• _Excerpted data_
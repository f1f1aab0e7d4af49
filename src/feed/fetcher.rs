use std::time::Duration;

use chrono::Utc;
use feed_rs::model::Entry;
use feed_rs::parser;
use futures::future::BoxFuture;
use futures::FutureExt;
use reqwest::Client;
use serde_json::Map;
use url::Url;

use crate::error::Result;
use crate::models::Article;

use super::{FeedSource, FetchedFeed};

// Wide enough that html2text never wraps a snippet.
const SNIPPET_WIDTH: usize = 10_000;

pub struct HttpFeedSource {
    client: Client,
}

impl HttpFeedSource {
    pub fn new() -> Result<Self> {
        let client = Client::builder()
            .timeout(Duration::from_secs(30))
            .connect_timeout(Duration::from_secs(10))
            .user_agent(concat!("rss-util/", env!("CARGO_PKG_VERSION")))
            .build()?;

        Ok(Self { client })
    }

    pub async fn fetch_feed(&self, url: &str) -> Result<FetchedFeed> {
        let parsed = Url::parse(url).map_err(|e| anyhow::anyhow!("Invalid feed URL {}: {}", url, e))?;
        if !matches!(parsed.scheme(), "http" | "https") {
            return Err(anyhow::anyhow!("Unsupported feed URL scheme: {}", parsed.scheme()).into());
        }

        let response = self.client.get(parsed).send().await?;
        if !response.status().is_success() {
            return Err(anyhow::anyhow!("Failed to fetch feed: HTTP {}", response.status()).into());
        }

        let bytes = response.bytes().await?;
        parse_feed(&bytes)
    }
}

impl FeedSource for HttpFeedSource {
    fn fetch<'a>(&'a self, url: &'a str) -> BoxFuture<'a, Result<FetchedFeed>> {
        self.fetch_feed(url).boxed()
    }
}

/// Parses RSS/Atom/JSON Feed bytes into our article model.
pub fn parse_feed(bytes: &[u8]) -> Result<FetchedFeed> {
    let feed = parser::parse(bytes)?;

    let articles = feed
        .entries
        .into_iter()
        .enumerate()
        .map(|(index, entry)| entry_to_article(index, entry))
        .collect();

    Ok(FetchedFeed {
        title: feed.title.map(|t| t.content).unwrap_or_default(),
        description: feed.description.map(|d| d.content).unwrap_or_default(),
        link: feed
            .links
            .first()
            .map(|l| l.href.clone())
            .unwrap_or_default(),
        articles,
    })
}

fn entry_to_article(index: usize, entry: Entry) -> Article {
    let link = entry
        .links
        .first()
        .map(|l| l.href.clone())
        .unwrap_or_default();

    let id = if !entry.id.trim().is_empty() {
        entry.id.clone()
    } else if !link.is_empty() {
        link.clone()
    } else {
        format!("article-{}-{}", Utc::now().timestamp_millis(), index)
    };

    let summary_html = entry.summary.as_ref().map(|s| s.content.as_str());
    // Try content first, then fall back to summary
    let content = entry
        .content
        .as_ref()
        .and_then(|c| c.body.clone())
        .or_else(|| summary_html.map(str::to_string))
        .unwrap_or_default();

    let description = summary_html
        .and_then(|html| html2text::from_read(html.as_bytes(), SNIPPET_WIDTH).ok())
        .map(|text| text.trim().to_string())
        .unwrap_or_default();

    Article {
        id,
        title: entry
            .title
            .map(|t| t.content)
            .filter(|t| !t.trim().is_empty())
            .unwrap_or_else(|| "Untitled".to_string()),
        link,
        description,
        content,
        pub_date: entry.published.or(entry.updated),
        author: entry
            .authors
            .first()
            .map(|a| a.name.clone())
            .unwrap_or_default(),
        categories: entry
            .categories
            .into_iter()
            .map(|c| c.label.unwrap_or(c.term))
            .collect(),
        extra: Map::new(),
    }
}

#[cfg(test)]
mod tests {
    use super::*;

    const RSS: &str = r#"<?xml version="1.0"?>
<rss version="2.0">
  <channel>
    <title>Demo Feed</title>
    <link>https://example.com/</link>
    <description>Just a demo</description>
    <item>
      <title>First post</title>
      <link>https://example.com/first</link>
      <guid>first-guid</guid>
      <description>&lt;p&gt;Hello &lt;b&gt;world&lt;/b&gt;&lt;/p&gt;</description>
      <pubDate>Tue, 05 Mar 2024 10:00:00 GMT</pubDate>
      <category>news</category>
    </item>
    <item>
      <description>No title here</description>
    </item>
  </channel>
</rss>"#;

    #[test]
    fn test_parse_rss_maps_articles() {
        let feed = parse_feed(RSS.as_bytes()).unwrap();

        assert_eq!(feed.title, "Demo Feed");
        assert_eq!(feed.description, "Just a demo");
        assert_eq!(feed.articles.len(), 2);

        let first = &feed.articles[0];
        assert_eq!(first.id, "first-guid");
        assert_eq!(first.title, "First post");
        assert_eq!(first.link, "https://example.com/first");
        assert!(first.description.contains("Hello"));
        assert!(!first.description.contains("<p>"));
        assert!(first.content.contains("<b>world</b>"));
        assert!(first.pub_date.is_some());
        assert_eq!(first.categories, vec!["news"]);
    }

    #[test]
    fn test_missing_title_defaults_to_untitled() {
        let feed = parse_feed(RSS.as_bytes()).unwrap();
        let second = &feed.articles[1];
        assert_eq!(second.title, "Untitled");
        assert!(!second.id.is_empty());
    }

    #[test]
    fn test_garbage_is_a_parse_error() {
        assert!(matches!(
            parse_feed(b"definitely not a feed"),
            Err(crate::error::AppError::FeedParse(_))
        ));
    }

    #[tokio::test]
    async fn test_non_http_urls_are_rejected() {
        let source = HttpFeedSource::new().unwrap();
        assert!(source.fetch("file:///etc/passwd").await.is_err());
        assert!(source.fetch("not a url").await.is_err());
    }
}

• _To do_
Every line of the data above should be reproduced word for word.

• _Answer area_
repository f1f1aab0e7d4af49
filename src/feed/fetcher.rs
use std::time::Duration;

use chrono::Utc;
use feed_rs::model::Entry;
use feed_rs::parser;
use futures::future::BoxFuture;
use futures::FutureExt;
use reqwest::Client;
use serde_json::Map;
use url::Url;

use crate::error::Result;
use crate::models::Article;

use super::{FeedSource, FetchedFeed};

// Wide enough that html2text never wraps a snippet.
const SNIPPET_WIDTH: usize = 10_000;

pub struct HttpFeedSource {
    client: Client,
}

impl HttpFeedSource {
    pub fn new() -> Result<Self> {
        let client = Client::builder()
            .timeout(Duration::from_secs(30))
            .connect_timeout(Duration::from_secs(10))
            .user_agent(concat!("rss-util/", env!("CARGO_PKG_VERSION")))
            .build()?;

        Ok(Self { client })
    }

    pub async fn fetch_feed(&self, url: &str) -> Result<FetchedFeed> {
        let parsed = Url::parse(url).map_err(|e| anyhow::anyhow!("Invalid feed URL {}: {}", url, e))?;
        if !matches!(parsed.scheme(), "http" | "https") {
            return Err(anyhow::anyhow!("Unsupported feed URL scheme: {}", parsed.scheme()).into());
        }

        let response = self.client.get(parsed).send().await?;
        if !response.status().is_success() {
            return Err(anyhow::anyhow!("Failed to fetch feed: HTTP {}", response.status()).into());
        }

        let bytes = response.bytes().await?;
        parse_feed(&bytes)
    }
}

impl FeedSource for HttpFeedSource {
    fn fetch<'a>(&'a self, url: &'a str) -> BoxFuture<'a, Result<FetchedFeed>> {
        self.fetch_feed(url).boxed()
    }
}

/// Parses RSS/Atom/JSON Feed bytes into our article model.
pub fn parse_feed(bytes: &[u8]) -> Result<FetchedFeed> {
    let feed = parser::parse(bytes)?;

    let articles = feed
        .entries
        .into_iter()
        .enumerate()
        .map(|(index, entry)| entry_to_article(index, entry))
        .collect();

    Ok(FetchedFeed {
        title: feed.title.map(|t| t.content).unwrap_or_default(),
        description: feed.description.map(|d| d.content).unwrap_or_default(),
        link: feed
            .links
            .first()
            .map(|l| l.href.clone())
            .unwrap_or_default(),
        articles,
    })
}

fn entry_to_article(index: usize, entry: Entry) -> Article {
    let link = entry
        .links
        .first()
        .map(|l| l.href.clone())
        .unwrap_or_default();

    let id = if !entry.id.trim().is_empty() {
        entry.id.clone()
    } else if !link.is_empty() {
        link.clone()
    } else {
        format!("article-{}-{}", Utc::now().timestamp_millis(), index)
    };

    let summary_html = entry.summary.as_ref().map(|s| s.content.as_str());
    // Try content first, then fall back to summary
    let content = entry
        .content
        .as_ref()
        .and_then(|c| c.body.clone())
        .or_else(|| summary_html.map(str::to_string))
        .unwrap_or_default();

    let description = summary_html
        .and_then(|html| html2text::from_read(html.as_bytes(), SNIPPET_WIDTH).ok())
        .map(|text| text.trim().to_string())
        .unwrap_or_default();

    Article {
        id,
        title: entry
            .title
            .map(|t| t.content)
            .filter(|t| !t.trim().is_empty())
            .unwrap_or_else(|| "Untitled".to_string()),
        link,
        description,
        content,
        pub_date: entry.published.or(entry.updated),
        author: entry
            .authors
            .first()
            .map(|a| a.name.clone())
            .unwrap_or_default(),
        categories: entry
            .categories
            .into_iter()
            .map(|c| c.label.unwrap_or(c.term))
            .collect(),
        extra: Map::new(),
    }
}

#[cfg(test)]
mod tests {
    use super::*;

    const RSS: &str = r#"<?xml version="1.0"?>
<rss version="2.0">
  <channel>
    <title>Demo Feed</title>
    <link>https://example.com/</link>
    <description>Just a demo</description>
    <item>
      <title>First post</title>
      <link>https://example.com/first</link>
      <guid>first-guid</guid>
      <description>&lt;p&gt;Hello &lt;b&gt;world&lt;/b&gt;&lt;/p&gt;</description>
      <pubDate>Tue, 05 Mar 2024 10:00:00 GMT</pubDate>
      <category>news</category>
    </item>
    <item>
      <description>No title here</description>
    </item>
  </channel>
</rss>"#;

    #[test]
    fn test_parse_rss_maps_articles() {
        let feed = parse_feed(RSS.as_bytes()).unwrap();

        assert_eq!(feed.title, "Demo Feed");
        assert_eq!(feed.description, "Just a demo");
        assert_eq!(feed.articles.len(), 2);

        let first = &feed.articles[0];
        assert_eq!(first.id, "first-guid");
        assert_eq!(first.title, "First post");
        assert_eq!(first.link, "https://example.com/first");
        assert!(first.description.contains("Hello"));
        assert!(!first.description.contains("<p>"));
        assert!(first.content.contains("<b>world</b>"));
        assert!(first.pub_date.is_some());
        assert_eq!(first.categories, vec!["news"]);
    }

    #[test]
    fn test_missing_title_defaults_to_untitled() {
        let feed = parse_feed(RSS.as_bytes()).unwrap();
        let second = &feed.articles[1];
        assert_eq!(second.title, "Untitled");
        assert!(!second.id.is_empty());
    }

    #[test]
    fn test_garbage_is_a_parse_error() {
        assert!(matches!(
            parse_feed(b"definitely not a feed"),
            Err(crate::error::AppError::FeedParse(_))
        ));
    }

    #[tokio::test]
    async fn test_non_http_urls_are_rejected() {
        let source = HttpFeedSource::new().unwrap();
        assert!(source.fetch("file:///etc/passwd").await.is_err());
        assert!(source.fetch("not a url").await.is_err());
    }
}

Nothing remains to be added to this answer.